> _Exercise directions_
Each line of the data below containing "ExportFormat" needs to be listed.

====== Exercise input ======

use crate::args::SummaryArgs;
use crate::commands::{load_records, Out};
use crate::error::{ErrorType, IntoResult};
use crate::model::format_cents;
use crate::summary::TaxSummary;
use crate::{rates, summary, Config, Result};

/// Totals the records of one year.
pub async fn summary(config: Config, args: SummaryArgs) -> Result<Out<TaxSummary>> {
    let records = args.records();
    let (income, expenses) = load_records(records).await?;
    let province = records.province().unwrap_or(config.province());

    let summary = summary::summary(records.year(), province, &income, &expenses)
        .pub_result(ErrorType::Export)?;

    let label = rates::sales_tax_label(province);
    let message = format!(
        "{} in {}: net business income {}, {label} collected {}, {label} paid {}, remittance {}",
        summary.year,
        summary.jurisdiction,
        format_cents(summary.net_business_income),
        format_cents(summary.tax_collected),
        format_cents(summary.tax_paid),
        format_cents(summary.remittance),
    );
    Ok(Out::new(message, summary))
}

======
====== Exercise input ======

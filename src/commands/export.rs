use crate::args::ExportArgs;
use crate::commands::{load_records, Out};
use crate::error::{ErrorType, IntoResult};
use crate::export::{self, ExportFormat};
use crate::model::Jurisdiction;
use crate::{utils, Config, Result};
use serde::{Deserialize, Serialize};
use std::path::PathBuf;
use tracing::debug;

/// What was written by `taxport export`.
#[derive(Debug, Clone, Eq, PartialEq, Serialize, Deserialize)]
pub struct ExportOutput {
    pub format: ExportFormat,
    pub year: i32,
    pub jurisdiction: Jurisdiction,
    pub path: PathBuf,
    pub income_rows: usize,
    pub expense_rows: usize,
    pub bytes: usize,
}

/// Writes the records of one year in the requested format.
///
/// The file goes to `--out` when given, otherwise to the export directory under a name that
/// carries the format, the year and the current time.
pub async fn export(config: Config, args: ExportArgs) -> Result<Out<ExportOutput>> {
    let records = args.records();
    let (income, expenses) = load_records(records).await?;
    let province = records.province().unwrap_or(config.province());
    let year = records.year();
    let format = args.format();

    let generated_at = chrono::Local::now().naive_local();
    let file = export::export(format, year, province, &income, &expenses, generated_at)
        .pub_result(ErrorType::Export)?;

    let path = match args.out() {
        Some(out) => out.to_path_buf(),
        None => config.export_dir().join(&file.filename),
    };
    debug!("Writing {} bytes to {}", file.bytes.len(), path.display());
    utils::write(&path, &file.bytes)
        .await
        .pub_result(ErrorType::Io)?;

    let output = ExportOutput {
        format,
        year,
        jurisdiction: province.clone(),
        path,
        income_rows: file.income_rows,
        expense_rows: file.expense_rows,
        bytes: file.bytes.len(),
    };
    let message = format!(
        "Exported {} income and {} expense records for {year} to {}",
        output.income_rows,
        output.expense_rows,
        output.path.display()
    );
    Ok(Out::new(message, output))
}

======

> _Result of this task_
use crate::export::{self, ExportFormat};
    pub format: ExportFormat,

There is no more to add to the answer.